On Wall Street, indices reopened moderately lower and the situation is hardly changing, with modest scores of -0.3% to -0.5% (Nasdaq), but the regional banking sector (50% of credit distributed in the USA) remains under pressure for want of a global solution that would rule out any systemic risk (which Wall Street is calling for).

But it's not just Deutsche Bank that's on the menu this March 24: there were also figures from the US that don't point in the direction of rate easing by the FED.
Indeed, the US private sector saw its growth accelerate markedly in March, according to S&P Global, whose composite PMI index stood at 53.3 in flash estimation, a 10-month high, after having climbed to 50.1 the previous month.
Production grew at a solid pace as demand conditions improved and new orders returned to growth", explains S&P Global, which also points to an acceleration in selling price inflation.
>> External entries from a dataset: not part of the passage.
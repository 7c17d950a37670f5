//! Markdown-to-HTML substitution rules for platform export.
//!
//! Each rule is a pure function over a text segment that contains no fenced
//! code. The export pipeline applies them in a fixed order: images, tables,
//! headings, bold, blockquotes, list items, links, newlines. Images must run
//! before links so the link pattern never sees `![alt](url)`.

use std::fmt::Write as _;
use std::sync::LazyLock;

use regex::{Captures, Regex};

use crate::blocks::split_table_cells;
use crate::styles::{PlatformStyleSheet, TABLE_STYLES, TITLE_RULE_STYLE, style_attr};
use crate::types::Platform;

/// `> quote` at line start.
static BLOCKQUOTE_PATTERN: LazyLock<Regex> =
    LazyLock::new(|| return Regex::new(r"(?m)^> (.*)$").expect("valid regex"));

/// `**bold**`, non-greedy.
static BOLD_PATTERN: LazyLock<Regex> =
    LazyLock::new(|| return Regex::new(r"\*\*(.*?)\*\*").expect("valid regex"));

/// `#`, `##`, `###` headings, longest marker first.
static HEADING_PATTERNS: LazyLock<[(u8, Regex); 3]> = LazyLock::new(|| {
    return [
        (3, Regex::new(r"(?m)^### (.*)$").expect("valid regex")),
        (2, Regex::new(r"(?m)^## (.*)$").expect("valid regex")),
        (1, Regex::new(r"(?m)^# (.*)$").expect("valid regex")),
    ];
});

/// `![alt](url)`; alt may be empty.
static IMAGE_PATTERN: LazyLock<Regex> =
    LazyLock::new(|| return Regex::new(r"!\[([^\]]*)\]\(([^)]+)\)").expect("valid regex"));

/// `[label](url)`.
static LINK_PATTERN: LazyLock<Regex> =
    LazyLock::new(|| return Regex::new(r"\[([^\]]+)\]\(([^)]+)\)").expect("valid regex"));

/// `- item` or `* item` at line start.
static LIST_ITEM_PATTERN: LazyLock<Regex> =
    LazyLock::new(|| return Regex::new(r"(?m)^[-*] (.*)$").expect("valid regex"));

/// Header row, separator row, then one or more body rows.
static TABLE_PATTERN: LazyLock<Regex> = LazyLock::new(|| {
    return Regex::new(r"\|(.+)\|\n\|([-:| ]+)\|\n((?:\|.*\|\n?)+)").expect("valid regex");
});

/// Escape text for HTML element content and double-quoted attributes.
pub fn escape_html(text: &str) -> String {
    let mut out = String::with_capacity(text.len());
    for ch in text.chars() {
        match ch {
            '"' => out.push_str("&quot;"),
            '&' => out.push_str("&amp;"),
            '\'' => out.push_str("&#39;"),
            '<' => out.push_str("&lt;"),
            '>' => out.push_str("&gt;"),
            other => out.push(other),
        }
    }
    return out;
}

/// `<img>` tag for the header image, styled per platform.
pub fn header_image(url: &str, sheet: &PlatformStyleSheet) -> String {
    return format!(
        "<img src=\"{}\" alt=\"header image\"{} />",
        escape_html(url),
        style_attr(sheet.image)
    );
}

/// `> text` lines to `<blockquote>`.
pub fn replace_blockquotes(text: &str, sheet: &PlatformStyleSheet) -> String {
    let replacement = format!("<blockquote{}>${{1}}</blockquote>", style_attr(sheet.blockquote));
    return BLOCKQUOTE_PATTERN.replace_all(text, replacement.as_str()).into_owned();
}

/// `**text**` to `<strong>`.
pub fn replace_bold(text: &str, sheet: &PlatformStyleSheet) -> String {
    let replacement = format!("<strong{}>${{1}}</strong>", style_attr(sheet.bold));
    return BOLD_PATTERN.replace_all(text, replacement.as_str()).into_owned();
}

/// `###`, `##`, `#` lines to `<h3>`, `<h2>`, `<h1>`.
pub fn replace_headings(text: &str, sheet: &PlatformStyleSheet) -> String {
    let mut out = text.to_string();
    for (level, pattern) in HEADING_PATTERNS.iter() {
        let replacement = format!("<h{level}{}>${{1}}</h{level}>", style_attr(sheet.heading(*level)));
        out = pattern.replace_all(&out, replacement.as_str()).into_owned();
    }
    return out;
}

/// `![alt](url)` to `<img>`, with `alt` and `src` escaped for their attributes.
pub fn replace_images(text: &str, sheet: &PlatformStyleSheet) -> String {
    let style = style_attr(sheet.image);
    return IMAGE_PATTERN
        .replace_all(text, |caps: &Captures<'_>| {
            let alt = caps.get(1).map_or("", |m| return m.as_str());
            let src = caps.get(2).map_or("", |m| return m.as_str());
            return format!("<img src=\"{}\" alt=\"{}\"{style} />", escape_html(src), escape_html(alt));
        })
        .into_owned();
}

/// `[label](url)` to `<a target="_blank">`.
pub fn replace_links(text: &str, sheet: &PlatformStyleSheet) -> String {
    let replacement = format!("<a href=\"${{2}}\" target=\"_blank\"{}>${{1}}</a>", style_attr(sheet.link));
    return LINK_PATTERN.replace_all(text, replacement.as_str()).into_owned();
}

/// `- item` / `* item` lines to `<li>`.
pub fn replace_list_items(text: &str, sheet: &PlatformStyleSheet) -> String {
    let replacement = format!("<li{}>${{1}}</li>", style_attr(sheet.paragraph));
    return LIST_ITEM_PATTERN.replace_all(text, replacement.as_str()).into_owned();
}

/// Remaining newlines to `<br />`.
pub fn replace_newlines(text: &str) -> String {
    return text.replace('\n', "<br />");
}

/// Well-formed markdown tables to `<table>` with the shared table styles.
/// A table consumes the newline after its last row, so no `<br />` follows it.
pub fn replace_tables(text: &str) -> String {
    return TABLE_PATTERN
        .replace_all(text, |caps: &Captures<'_>| {
            let header = caps.get(1).map_or("", |m| return m.as_str());
            let body = caps.get(3).map_or("", |m| return m.as_str());
            return table_html(header, body);
        })
        .into_owned();
}

/// Render one table from its header capture and body rows.
fn table_html(header: &str, body: &str) -> String {
    let headers = split_table_cells(&format!("|{header}|"));
    let mut html = format!("<table{}><thead><tr>", style_attr(TABLE_STYLES.table));
    for cell in &headers {
        let _ = write!(html, "<th{}>{cell}</th>", style_attr(TABLE_STYLES.th));
    }
    html.push_str("</tr></thead><tbody>");

    for row in body.trim().split('\n') {
        html.push_str("<tr>");
        for cell in split_table_cells(row) {
            let _ = write!(html, "<td{}>{cell}</td>", style_attr(TABLE_STYLES.td));
        }
        html.push_str("</tr>");
    }
    html.push_str("</tbody></table>");
    return html;
}

/// Wrap the body in the platform container with the title as `<h1>`.
/// Every platform except Medium draws a rule under the title.
pub fn wrap_container(body: &str, title: &str, platform: Platform, sheet: &PlatformStyleSheet) -> String {
    let title_html = format!("<h1{}>{}</h1>", style_attr(sheet.h1), escape_html(title));
    let rule = if platform == Platform::Medium {
        String::new()
    } else {
        format!("<hr{} />", style_attr(TITLE_RULE_STYLE))
    };
    return format!("<div{}>{title_html}{rule}{body}</div>", style_attr(sheet.container));
}

#[cfg(test)]
mod tests {
    use super::*;
    use crate::styles::style_sheet;

    #[test]
    fn headings_use_platform_styles() {
        let sheet = style_sheet(Platform::Naver);
        let html = replace_headings("# A\n## B\n### C\n#### D", sheet);
        assert!(html.contains(&format!("<h1 style=\"{}\">A</h1>", sheet.h1)));
        assert!(html.contains(&format!("<h2 style=\"{}\">B</h2>", sheet.h2)));
        assert!(html.contains(&format!("<h3 style=\"{}\">C</h3>", sheet.h3)));
        assert!(html.ends_with("#### D"));
    }

    #[test]
    fn images_are_replaced_before_links_can_match() {
        let sheet = style_sheet(Platform::Tistory);
        let html = replace_links(&replace_images("![cat](c.png) [home](/)", sheet), sheet);
        assert!(html.starts_with("<img src=\"c.png\" alt=\"cat\""));
        assert!(html.contains("<a href=\"/\" target=\"_blank\""));
        assert_eq!(html.matches("<a ").count(), 1);
    }

    #[test]
    fn image_attributes_are_escaped() {
        let sheet = style_sheet(Platform::Wordpress);
        let html = replace_images("![say \"hi\"](a.png?x=1&y=2)", sheet);
        assert_eq!(html, "<img src=\"a.png?x=1&amp;y=2\" alt=\"say &quot;hi&quot;\" />");
    }

    #[test]
    fn bold_inside_link_label_nests() {
        let sheet = style_sheet(Platform::Wordpress);
        let html = replace_links(&replace_bold("[**bold link**](http://x)", sheet), sheet);
        assert_eq!(html, "<a href=\"http://x\" target=\"_blank\"><strong>bold link</strong></a>");
    }

    #[test]
    fn table_becomes_html_and_eats_trailing_newline() {
        let html = replace_tables("| A | B |\n|---|:-:|\n| 1 | 2 |\n| 3 | 4 |\nafter");
        assert!(html.starts_with("<table"));
        assert!(html.contains("<th style=\""));
        assert_eq!(html.matches("<tr>").count(), 3);
        assert!(html.contains(">4</td>"));
        assert!(html.ends_with("</table>after"));
    }

    #[test]
    fn table_without_separator_is_left_alone() {
        let text = "| A | B |\n| 1 | 2 |\n";
        assert_eq!(replace_tables(text), text);
    }

    #[test]
    fn list_items_and_quotes_only_at_line_start() {
        let sheet = style_sheet(Platform::Wordpress);
        let html = replace_blockquotes(&replace_list_items("- one\n* two\nnot - three\n> said", sheet), sheet);
        assert_eq!(html, "<li>one</li>\n<li>two</li>\nnot - three\n<blockquote>said</blockquote>");
    }

    #[test]
    fn medium_has_no_rule_under_title() {
        let medium = wrap_container("x", "T", Platform::Medium, style_sheet(Platform::Medium));
        let naver = wrap_container("x", "T", Platform::Naver, style_sheet(Platform::Naver));
        assert!(!medium.contains("<hr"));
        assert!(naver.contains("<hr"));
    }

    #[test]
    fn title_is_escaped() {
        let html = wrap_container("", "A & <B>", Platform::Wordpress, style_sheet(Platform::Wordpress));
        assert!(html.contains("<h1>A &amp; &lt;B&gt;</h1>"));
    }
}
On the downside, US durable goods orders fell by 1% last month, following a 5% drop in January (revised from an initial estimate of -4.5%).
The Commerce Department reports that while transportation equipment orders contracted by 2.8% month-on-month, US durable goods orders managed to remain more or less stable in February.

This morning, investors took note of the flash estimate for the S&P Global composite PMI index of overall activity in the eurozone. The index recovered for a fifth consecutive month in March, reaching a ten-month high of 54.1, compared with 52.0 in February.
Growth was again driven by the performance of the services sector, whose activity recorded its strongest expansion since May 2022. In the manufacturing sector, on the other hand, activity levels stagnated in March.
Fixed-income markets are benefiting from a risk-off climate, with our OATs shedding -5pts to 2.6650% and Bunds -4.5pts to 2.1450%.

Across the Atlantic, T-Bonds are easing -2.5pts to 3.3800%... but this did not prevent the Dollar from recovering 0.8% to 1.0740 (it serves as a refuge in case of stress) and Gold from passing the symbolic $2,000 per ounce mark again (it is also a relevant refuge in the face of a climate of monetary 'all-in' by central banks).